Frankly, McGavick's appearance in the debate was a complete waste of everyone's time because his candidacy isn't going to significantly affect politics. Guthrie at least may have helped grow the L party.
The fallicy in the perspective that only candidates with a so-called "chance of winning" deserve to get air time is in believing that this year's election matters. It does not.
Here's my prediction for 2009 (after the '08 elections): Home prices in Puget Sound will be somewhat higher than they are today. If you have a job, you'll be earning slightly more. Overall taxes will be a little higher, and the size, intrusiveness, and cost of both federal and state government will be 5-8% higher than now. Gasoline will be around $3 a gallon. The war will be winding down because of political pressure, but still thousands of American service personnel will be deployed to the Middle East.
I predict that all this will be true whether you cast your ballot for a D, R, L, Green or Constitution Party candidate in '08. Why? Because politics is a long-term project. To affect politics, you need millions of votes; to get millions of votes, you have to get hundreds of thousands, and to get hundreds of thousands, you need to find a way to get started on thousands.
Like trying to turn a supertanker in Puget Sound with a small tugboat, it doesn't happen instantaneously; it takes a long time working diligently. If you never start, you never, ever get the tanker turned.
So, Bruce's appearance was a start. It exposed millions of voters to the L party. Whether he was likely to win in '06 is irrelevant. If voters are never exposed to alternatives, then we're stuck with Ds and Rs as our only choice forever. Bruce's appearance was one of many small efforts to change the political landscape over the long-haul. And, it's that long-haul that really counts.
Posted by: J. Mills on May 17, 2007 08:48 AMI agree with J. Mills that it takes baby steps for any type of political change to occur. To allow the entrenched parties the power to snuff out new voices flies in the face of what a democratic republic is supposed to be. To claim that having more than two candidates on a stage is a waste of time and/or is confusing is a reflection on your inability to follow a story for more than thirty seconds. Don't push your attention deficit disorder onto me. I, unlike you, can assess multiple viewpoints at the same time.

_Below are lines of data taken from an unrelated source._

//! Errores de persistencia.
//! Mapea errores de Diesel / conexión a variantes semánticas del store de
//! compuestos. La traducción a `PipelineError` depende de la operación
//! (lectura => `StoreQuery`, escritura => `StoreWrite`) y se hace en `pg`.

use diesel::result::{DatabaseErrorKind, Error as DieselError};
use thiserror::Error;

use crate::config::ConfigError;

#[derive(Debug, Error)]
pub enum PersistenceError {
    #[error("configuration: {0}")]
    Config(#[from] ConfigError),
    #[error("not found")]
    NotFound,
    #[error("check violation: {0}")]
    CheckViolation(String),
    #[error("transient IO / connection pool error: {0}")]
    TransientIo(String),
    #[error("unknown database error: {0}")]
    Unknown(String),
}

impl From<DieselError> for PersistenceError {
    fn from(err: DieselError) -> Self {
        match err {
            DieselError::NotFound => Self::NotFound,
            DieselError::DatabaseError(kind, info) => match kind {
                DatabaseErrorKind::CheckViolation => Self::CheckViolation(info.message().to_string()),
                DatabaseErrorKind::ClosedConnection => Self::TransientIo(info.message().to_string()),
                other => Self::Unknown(format!("db error kind {:?}: {}", other, info.message())),
            },
            DieselError::DeserializationError(e) => Self::Unknown(format!("deser: {e}")),
            DieselError::SerializationError(e) => Self::Unknown(format!("ser: {e}")),
            DieselError::QueryBuilderError(e) => Self::Unknown(format!("query builder: {e}")),
            other => Self::Unknown(format!("unhandled diesel error: {other:?}")),
        }
    }
}
//! Módulo de hashing (fingerprints de codificaciones en el log de eventos).

pub mod hash;

pub use hash::{hash_bytes, hash_str};
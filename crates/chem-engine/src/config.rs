use std::path::{Path, PathBuf};
use std::time::Duration;

pub const DEFAULT_EXECUTABLE: &str = "convert.exe";
pub const INPUT_FILE: &str = "smiles.input";
pub const OUTPUT_FILE: &str = "cdx.output";

/// Configuración del conversor.
///
/// `executable` relativo se resuelve según la plataforma (PATH); el CLI lo
/// convierte en absoluto antes de construir el conversor.
#[derive(Debug, Clone, PartialEq, Eq)]
pub struct ConverterConfig {
    pub executable: PathBuf,
    /// Argumentos extra. Vacío por defecto: el conversor no recibe argumentos.
    pub args: Vec<String>,
    /// Directorio de trabajo del conversor y de los archivos de intercambio.
    pub workdir: PathBuf,
    pub input_file: String,
    pub output_file: String,
    pub timeout: Duration,
}

impl Default for ConverterConfig {
    fn default() -> Self {
        ConverterConfig { executable: PathBuf::from(DEFAULT_EXECUTABLE),
                          args: Vec::new(),
                          workdir: PathBuf::from("."),
                          input_file: INPUT_FILE.to_string(),
                          output_file: OUTPUT_FILE.to_string(),
                          timeout: Duration::from_secs(120) }
    }
}

impl ConverterConfig {
    pub fn input_path(&self) -> PathBuf {
        self.workdir.join(&self.input_file)
    }
    pub fn output_path(&self) -> PathBuf {
        self.workdir.join(&self.output_file)
    }
    pub fn with_workdir(mut self, workdir: impl AsRef<Path>) -> Self {
        self.workdir = workdir.as_ref().to_path_buf();
        self
    }
}
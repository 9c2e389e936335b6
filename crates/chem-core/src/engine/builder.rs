//! Builder para `EnrichmentPipeline`.
//!
//! El store es obligatorio desde el inicio (`EnrichmentPipeline::builder`);
//! las cuatro capacidades por etapa se registran después y `build` verifica
//! que estén todas presentes.
//!
//! ```ignore
//! let mut pipeline = EnrichmentPipeline::builder(store)
//!     .identifier_resolver(resolver)
//!     .notation_resolver(notation)
//!     .gate(gate)
//!     .converter(converter)
//!     .options(PipelineOptions::default())
//!     .build()?;
//! let summary = pipeline.run()?;
//! ```

use crate::engine::{EnrichmentPipeline, PipelineOptions};
use crate::errors::PipelineError;
use crate::event::{EventLog, InMemoryEventLog};
use crate::repo::CompoundStore;
use crate::step::{IdentifierResolver, NotationGate, NotationResolver, StructureConverter};

pub struct PipelineBuilder<S: CompoundStore, L: EventLog = InMemoryEventLog> {
    store: S,
    events: L,
    identifier: Option<Box<dyn IdentifierResolver>>,
    notation: Option<Box<dyn NotationResolver>>,
    gate: Option<Box<dyn NotationGate>>,
    converter: Option<Box<dyn StructureConverter>>,
    options: PipelineOptions,
}

impl<S: CompoundStore> PipelineBuilder<S, InMemoryEventLog> {
    pub(crate) fn new(store: S) -> Self {
        PipelineBuilder { store,
                          events: InMemoryEventLog::default(),
                          identifier: None,
                          notation: None,
                          gate: None,
                          converter: None,
                          options: PipelineOptions::default() }
    }
}

impl<S: CompoundStore, L: EventLog> PipelineBuilder<S, L> {
    /// Reemplaza el log de eventos en memoria por otro backend.
    pub fn event_log<L2: EventLog>(self, events: L2) -> PipelineBuilder<S, L2> {
        PipelineBuilder { store: self.store,
                          events,
                          identifier: self.identifier,
                          notation: self.notation,
                          gate: self.gate,
                          converter: self.converter,
                          options: self.options }
    }

    pub fn identifier_resolver(mut self, r: impl IdentifierResolver + 'static) -> Self {
        self.identifier = Some(Box::new(r));
        self
    }

    pub fn notation_resolver(mut self, r: impl NotationResolver + 'static) -> Self {
        self.notation = Some(Box::new(r));
        self
    }

    pub fn gate(mut self, g: impl NotationGate + 'static) -> Self {
        self.gate = Some(Box::new(g));
        self
    }

    pub fn converter(mut self, c: impl StructureConverter + 'static) -> Self {
        self.converter = Some(Box::new(c));
        self
    }

    pub fn options(mut self, options: PipelineOptions) -> Self {
        self.options = options;
        self
    }

    /// Consume el builder. Falla con `PipelineError::Internal` si falta alguna
    /// capacidad.
    pub fn build(self) -> Result<EnrichmentPipeline<S, L>, PipelineError> {
        let missing = |what: &str| PipelineError::Internal(format!("pipeline builder: missing {what}"));
        Ok(EnrichmentPipeline { store: self.store,
                                events: self.events,
                                identifier: self.identifier.ok_or_else(|| missing("identifier resolver"))?,
                                notation: self.notation.ok_or_else(|| missing("notation resolver"))?,
                                gate: self.gate.ok_or_else(|| missing("override gate"))?,
                                converter: self.converter.ok_or_else(|| missing("structure converter"))?,
                                options: self.options,
                                last_run_id: None })
    }
}
//! Números de registro (CAS).
//!
//! El inventario guarda el CAS como texto libre; aquí sólo se normaliza y se
//! ofrece la verificación del dígito de control para diagnósticos. Un número
//! que no pasa la verificación NO se descarta: el store puede contener
//! identificadores que no son CAS.

use std::fmt;

#[derive(Debug, Clone, PartialEq, Eq, Hash)]
pub struct RegistryNumber(String);

impl RegistryNumber {
    /// Normaliza (recorta espacios). Un valor vacío o el literal `NULL`
    /// producido por exportaciones antiguas se tratan como ausentes.
    pub fn parse(raw: &str) -> Option<Self> {
        let trimmed = raw.trim();
        if trimmed.is_empty() || trimmed.eq_ignore_ascii_case("null") {
            return None;
        }
        Some(RegistryNumber(trimmed.to_string()))
    }

    pub fn as_str(&self) -> &str {
        &self.0
    }

    /// Verifica forma `NNNNNNN-NN-N` y el dígito de control CAS:
    /// suma ponderada de los dígitos (de derecha a izquierda, sin el de
    /// control) módulo 10.
    pub fn is_valid_cas(&self) -> bool {
        let parts: Vec<&str> = self.0.split('-').collect();
        if parts.len() != 3 {
            return false;
        }
        let (head, mid, check) = (parts[0], parts[1], parts[2]);
        if head.is_empty() || head.len() > 7 || mid.len() != 2 || check.len() != 1 {
            return false;
        }
        if !parts.iter().all(|p| p.chars().all(|c| c.is_ascii_digit())) {
            return false;
        }
        let digits: Vec<u32> = head.chars().chain(mid.chars()).filter_map(|c| c.to_digit(10)).collect();
        let sum: u32 = digits.iter().rev().enumerate().map(|(i, d)| (i as u32 + 1) * d).sum();
        check.chars().next().and_then(|c| c.to_digit(10)) == Some(sum % 10)
    }
}

impl fmt::Display for RegistryNumber {
    fn fmt(&self, f: &mut fmt::Formatter<'_>) -> fmt::Result {
        f.write_str(&self.0)
    }
}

R's and D's have become two sides of the same coin. As Einstein said, insanity is doing the same thing over and over again and expecting different results. How do you imagine we'll every fix our political problems if we keep electing the same people back to office time and time again? We need fresh voices and different viewpoints to shake things up. The only way we'll ever be exposed to either of those will be to allow multiple parties to come and debate the issues.